TikTok : ces « abrège frère » veulent faire taire des femmes qui postent des vidéos, et c’est un problème

Le concept du compte @abregefrere était de résumer les vidéos trop longues. Mais des créatrices de contenu ont commencé à être menacées pour avoir parlé plus d’une minute.

TIKTOK - « Tu parles beaucoup », « c’est trop long », « @abregefrere sauve nous » … Depuis quelques semaines, ce genre de commentaires inondent TikTok. Ils font appel au créateur @abregefrere, qui a connu une ascension fulgurante en février, atteignant plus d’un million d’abonnés avant d’être banni de la plateforme. Son concept ? Résumer les vidéos jugées « trop longues » sur TikTok. À chaque vidéo abrégée, il précise même le temps qu’il a fait gagner à ses abonnés.

Si le concept n’est pas original, ayant été exporté du TikTok américain, la méthode est infaillible, comme vous pouvez le voir dans notre vidéo ci-dessus : une accroche très forte, immédiatement coupée par un résumé bien ficelé, qui satisfait notre envie de connaître la chute rapidement. Sauf que les vidéos qu’Abrège Frère a pour l’instant choisi de résumer, elles sont en grande partie réalisées par des femmes - et ça a très vite donné lieu à de violentes dérives.

Un concept poussé à l’extrême

« Le délire à la base est sympa, mais j’ai senti que ça virait à une nouvelle tendance misogyne », se rappelle @niemesia, qui poste du contenu humoristique et féministe sur TikTok. Comme d’autres créatrices de contenu, elle a commencé à recevoir des centaines de messages sous ses vidéos, lui demandant d’abréger. « Les commentaires se voulaient assez humiliants, déjà par leur quantité, le fait qu’ils étaient répétitifs… C’était une manière plus polie de dire “Ferme ta bouche” ».

Pour Ines, qui poste des vidéos sur l’entrepreneuriat, c’est allé encore plus loin. Un de ses TikTok a été abrégé, et si au début la jeune femme trouvait le concept drôle, elle a vite déchanté. « C’est parti jusqu’à des menaces de mort parce que je parlais plus d’une minute », explique Ines. « Ils disaient aussi que les gens comme nous, les femmes qui parlent trop, ne devraient plus avoir le droit à la parole ».

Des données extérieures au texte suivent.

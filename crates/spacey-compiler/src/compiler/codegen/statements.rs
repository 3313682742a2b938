// This Source Code Form is subject to the terms of the Mozilla Public
// License, v. 2.0. If a copy of the MPL was not distributed with this
// file, You can obtain one at https://mozilla.org/MPL/2.0/.
//
// Copyright (c) 2025 Pegasus Heavy Industries, LLC

//! Statement compilation.
//!
//! ## Control Flow Layouts
//!
//! ### While Loop
//!
//! ```text
//! start:
//!   [test]
//!   JumpIfFalse -> end
//!   [body]
//!   Jump -> start
//! end:
//! ```
//!
//! ### For Loop With a Captured `let`
//!
//! ```text
//!   CreateLexicalEnvironment
//!   CreateVariable i
//!   [init]
//!   CopyPerIterationEnvironment
//! start:
//!   [test]
//!   JumpIfFalse -> end
//!   [body]
//! update:
//!   CopyPerIterationEnvironment
//!   [update]
//!   Pop
//!   Jump -> start
//! end:
//!   LeaveLexicalEnvironment
//! ```
//!
//! ### Switch
//!
//! Each matching test jumps to a landing pad that drops the discriminant
//! before entering the case body, so every body starts with the same
//! stack height.
//!
//! ```text
//!   [discriminant]
//!   Dup
//!   [test 0]
//!   StrictEq
//!   JumpIfTrue -> pad0
//!   ...
//!   Pop
//!   Jump -> default body, or end
//! pad0:
//!   Pop
//!   Jump -> body0
//! body0:
//!   ...
//! end:
//! ```
//!
//! ### Try-Catch-Finally
//!
//! ```text
//!   [try block]                      ; handler: catch_entry
//!   EnterFinally R Normal cleanup after
//! catch_entry:
//!   [catch block]                    ; handler: throw_entry
//!   EnterFinally R Normal cleanup after
//! throw_entry:
//!   EnterFinally R Throw cleanup rethrow
//! cleanup:
//!   [finally block]
//!   LeaveFinally R
//! rethrow:
//!   Throw
//! after:
//! ```
//!
//! `LeaveFinally` resumes whichever exit entered the region: the normal
//! exit, a `break`/`continue`/`return` routed through the region by the
//! unwind planner, or the rethrow.

use super::{BindMode, Emitter};
use crate::ast::*;
use crate::compiler::bytecode::{CompletionType, Label, OpCode, Operand};
use crate::compiler::unwind::{FinallyContext, JumpKind, JumpTarget};
use crate::error::{CompileErrorKind, Result};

Des commentaires qui n’ont fait que s’aggraver lorsqu’Ines a décidé de prendre la parole, pour revenir sur ce qu’elle vivait. « Ça n’a pas été facile, c’était tellement violent » soupire Ines. « J’ai même hésité à supprimer la vidéo ». Lorsque le compte d’Abrège Frère a été banni mi-février, c’est encore Ines qui a été accusée à tort. « Ça a été une nouvelle vague de “les meufs, vous gâchez tout, vous n’avez pas d’humour, etc” ». Contacté par Le HuffPost à ce sujet, le créateur derrière @abregefrere n’a pas répondu aux sollicitations, et n’a pas encore pris la parole en ce qui concerne les commentaires de ses fans.

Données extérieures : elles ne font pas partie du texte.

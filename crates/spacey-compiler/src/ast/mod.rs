// This Source Code Form is subject to the terms of the Mozilla Public
// License, v. 2.0. If a copy of the MPL was not distributed with this
// file, You can obtain one at https://mozilla.org/MPL/2.0/.
//
// Copyright (c) 2025 Pegasus Heavy Industries, LLC

//! Abstract Syntax Tree (AST) definitions for JavaScript.
//!
//! These structures are designed to be ESTree-compatible where possible.
//! The tree is produced by an external parser and handed to the compiler
//! read-only; every statement and expression carries the [`SourcePosition`]
//! it was parsed from so that diagnostics and instructions can point back
//! at the source.
//!
//! All node types implement `serde::Deserialize`, which lets a front-end
//! running in another process hand over a tree as JSON.

use serde::{Deserialize, Serialize};
use std::fmt;

pub mod build;

/// A line/column position in the original source text.
#[derive(Debug, Clone, Copy, PartialEq, Eq, Hash, Default, Serialize, Deserialize)]
pub struct SourcePosition {
    /// 1-based line number
    pub line: u32,
    /// 1-based column number
    pub column: u32,
}

impl SourcePosition {
    /// Creates a new source position.
    pub const fn new(line: u32, column: u32) -> Self {
        Self { line, column }
    }
}

impl fmt::Display for SourcePosition {
    fn fmt(&self, f: &mut fmt::Formatter<'_>) -> fmt::Result {
        write!(f, "{}:{}", self.line, self.column)
    }
}

/// A complete JavaScript program.
#[derive(Debug, Clone, PartialEq, Serialize, Deserialize)]
pub struct Program {
    /// The statements in the program
    pub body: Vec<Statement>,
    /// Whether the program starts with a "use strict" directive
    #[serde(default)]
    pub strict: bool,
}

impl Program {
    /// Deserializes a program from its JSON form.
    pub fn from_json(text: &str) -> serde_json::Result<Self> {
        serde_json::from_str(text)
    }
}

/// An identifier.
#[derive(Debug, Clone, PartialEq, Serialize, Deserialize)]
pub struct Identifier {
    /// The name of the identifier
    pub name: String,
    /// Where the identifier appears
    #[serde(default)]
    pub position: SourcePosition,
}

// ============================================================================
// Statements
// ============================================================================

/// A JavaScript statement.
#[derive(Debug, Clone, PartialEq, Serialize, Deserialize)]
pub struct Statement {
    /// The statement variant
    pub kind: StatementKind,
    /// Where the statement starts
    #[serde(default)]
    pub position: SourcePosition,
}

/// The statement variants.
#[derive(Debug, Clone, PartialEq, Serialize, Deserialize)]
pub enum StatementKind {
    /// Variable declaration (var, let, const)
    VariableDeclaration(VariableDeclaration),
    /// Function declaration
    FunctionDeclaration(FunctionNode),
    /// Class declaration
    ClassDeclaration(ClassNode),
    /// Expression statement
    Expression(ExpressionStatement),
    /// Block statement { ... }
    Block(BlockStatement),
    /// If statement
    If(IfStatement),
    /// Switch statement
    Switch(SwitchStatement),
    /// While statement
    While(WhileStatement),
    /// Do-while statement
    DoWhile(DoWhileStatement),
    /// For statement
    For(ForStatement),
    /// Return statement
    Return(ReturnStatement),
    /// Break statement, optionally labelled
    Break(BreakStatement),
    /// Continue statement, optionally labelled
    Continue(ContinueStatement),
    /// Throw statement
    Throw(ThrowStatement),
    /// Try statement
    Try(TryStatement),
    /// Labeled statement
    Labeled(LabeledStatement),
    /// Empty statement (;)
    Empty,
}

/// Variable declaration kind.
#[derive(Debug, Clone, Copy, PartialEq, Eq, Serialize, Deserialize)]
pub enum VariableKind {
    /// var declaration
    Var,
    /// let declaration
    Let,
    /// const declaration
    Const,
}

/// A variable declaration statement.
#[derive(Debug, Clone, PartialEq, Serialize, Deserialize)]
pub struct VariableDeclaration {
    /// The kind of declaration
    pub kind: VariableKind,
    /// The declarators
    pub declarations: Vec<VariableDeclarator>,
}

/// A single variable declarator.
#[derive(Debug, Clone, PartialEq, Serialize, Deserialize)]
pub struct VariableDeclarator {
    /// The name or pattern being declared
    pub target: BindingTarget,
    /// Optional initializer expression
    pub init: Option<Expression>,
}

/// Something a value can be bound to: a plain name or a destructuring pattern.
#[derive(Debug, Clone, PartialEq, Serialize, Deserialize)]
pub enum BindingTarget {
    /// A plain identifier
    Identifier(Identifier),
    /// An object or array destructuring pattern
    Pattern(BindingPattern),
}

impl BindingTarget {
    /// Returns true if evaluating this target can run user code: a default
    /// value or a computed key anywhere inside a pattern.
    pub fn contains_expression(&self) -> bool {
        match self {
            BindingTarget::Identifier(_) => false,
            BindingTarget::Pattern(pattern) => pattern.contains_expression(),
        }
    }

    /// Collects the bound identifiers in source order.
    pub fn bound_names<'a>(&'a self, names: &mut Vec<&'a Identifier>) {
        match self {
            BindingTarget::Identifier(id) => names.push(id),
            BindingTarget::Pattern(pattern) => {
                for element in &pattern.elements {
                    if let Some(element) = element {
                        element.target.bound_names(names);
                    }
                }
                if let Some(rest) = &pattern.rest {
                    rest.bound_names(names);
                }
            }
        }
    }
}

/// Destructuring pattern kind.
#[derive(Debug, Clone, Copy, PartialEq, Eq, Serialize, Deserialize)]
pub enum PatternKind {
    /// `{ a, b: c }`
    Object,
    /// `[a, , b]`
    Array,
}

/// A destructuring pattern.
#[derive(Debug, Clone, PartialEq, Serialize, Deserialize)]
pub struct BindingPattern {
    /// Object or array pattern
    pub kind: PatternKind,
    /// The elements (None represents an array hole)
    pub elements: Vec<Option<BindingElement>>,
    /// The `...rest` target
    pub rest: Option<Box<BindingTarget>>,
}

impl BindingPattern {
    /// Returns true if any element has a default value or a computed key,
    /// at any nesting depth.
    pub fn contains_expression(&self) -> bool {
        self.elements.iter().flatten().any(|element| {
            element.default.is_some()
                || matches!(element.key, Some(PropertyKey::Computed(_)))
                || element.target.contains_expression()
        }) || self
            .rest
            .as_ref()
            .is_some_and(|rest| rest.contains_expression())
    }
}

/// One element of a destructuring pattern.
#[derive(Debug, Clone, PartialEq, Serialize, Deserialize)]
pub struct BindingElement {
    /// The property key (object patterns only)
    pub key: Option<PropertyKey>,
    /// Where the extracted value is bound
    pub target: BindingTarget,
    /// Default value used when the extracted value is undefined
    pub default: Option<Expression>,
}

/// An expression statement.
#[derive(Debug, Clone, PartialEq, Serialize, Deserialize)]
pub struct ExpressionStatement {
    /// The expression
    pub expression: Expression,
}

/// A block statement.
#[derive(Debug, Clone, PartialEq, Serialize, Deserialize)]
pub struct BlockStatement {
    /// The statements in the block
    pub body: Vec<Statement>,
}

/// An if statement.
#[derive(Debug, Clone, PartialEq, Serialize, Deserialize)]
pub struct IfStatement {
    /// The condition
    pub test: Expression,
    /// The then branch
    pub consequent: Box<Statement>,
    /// The optional else branch
    pub alternate: Option<Box<Statement>>,
}

/// A while statement.
#[derive(Debug, Clone, PartialEq, Serialize, Deserialize)]
pub struct WhileStatement {
    /// The condition
    pub test: Expression,
    /// The loop body
    pub body: Box<Statement>,
}

/// A do-while statement.
#[derive(Debug, Clone, PartialEq, Serialize, Deserialize)]
pub struct DoWhileStatement {
    /// The loop body
    pub body: Box<Statement>,
    /// The condition
    pub test: Expression,
}

/// A for statement.
#[derive(Debug, Clone, PartialEq, Serialize, Deserialize)]
pub struct ForStatement {
    /// The initializer
    pub init: Option<ForInit>,
    /// The condition
    pub test: Option<Expression>,
    /// The update expression
    pub update: Option<Expression>,
    /// The loop body
    pub body: Box<Statement>,
}

/// For loop initializer.
#[derive(Debug, Clone, PartialEq, Serialize, Deserialize)]
pub enum ForInit {
    /// Variable declaration
    Declaration(VariableDeclaration),
    /// Expression
    Expression(Expression),
}

/// A switch statement.
#[derive(Debug, Clone, PartialEq, Serialize, Deserialize)]
pub struct SwitchStatement {
    /// The discriminant expression
    pub discriminant: Expression,
    /// The case clauses
    pub cases: Vec<SwitchCase>,
}

/// A switch case clause.
#[derive(Debug, Clone, PartialEq, Serialize, Deserialize)]
pub struct SwitchCase {
    /// The test expression (None for default)
    pub test: Option<Expression>,
    /// The consequent statements
    pub consequent: Vec<Statement>,
}

/// A return statement.
#[derive(Debug, Clone, PartialEq, Serialize, Deserialize)]
pub struct ReturnStatement {
    /// The return value
    pub argument: Option<Expression>,
}

/// A break statement.
#[derive(Debug, Clone, PartialEq, Serialize, Deserialize)]
pub struct BreakStatement {
    /// The target label, if any
    pub label: Option<String>,
}

/// A continue statement.
#[derive(Debug, Clone, PartialEq, Serialize, Deserialize)]
pub struct ContinueStatement {
    /// The target label, if any
    pub label: Option<String>,
}

/// A throw statement.
#[derive(Debug, Clone, PartialEq, Serialize, Deserialize)]
pub struct ThrowStatement {
    /// The thrown expression
    pub argument: Expression,
}

/// A try statement.
#[derive(Debug, Clone, PartialEq, Serialize, Deserialize)]
pub struct TryStatement {
    /// The try block
    pub block: BlockStatement,
    /// The catch clause
    pub handler: Option<CatchClause>,
    /// The finally block
    pub finalizer: Option<BlockStatement>,
}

La parole des femmes jugée inutile

« Je suis convaincue que le but d’Abrège Frère n’était pas de déclencher un climat hostile à l’encontre des femmes sur Internet », précise Alena, qui a elle aussi fait face à ces vagues de commentaires méprisants. « Mais il résume les storytimes, les hauls, et les femmes sur les réseaux sociaux sont beaucoup cantonnées à ce genre de contenu lifestyle et beauté », là ou les hommes ont plus été attendus sur du gaming ou de l’humour.

Ce contenu lifestyle est, sans surprise, jugé comme superficiel et ennuyeux par de nombreux fans d’Abrège Frère. « Les centres d’intérêt des femmes sont catégorisés comme frivoles, et sous couvert d’humour, cette misogynie ordinaire s’est transformée misogynie plus du tout cachée », souffle Alena. De fil en aiguille, Alena a même vu Abrège Frère être tagué sous des vidéos où des femmes racontaient des violences qu’elles avaient subies. « Ce qu’on dit en fait, c’est que les femmes n’ont pas le droit de parler longtemps ».

Après avoir été banni, Abrège Frère a créé un nouveau compte TikTok, et recommence tout juste à poster. Mais devrait-il vraiment continuer son concept ? D’après les créatrices de contenu concernées, il pourrait prendre la parole sur le sujet, ou du moins changer sa cible de prédilection. Et puis, certaines choses ne devraient tout simplement pas être abrégées.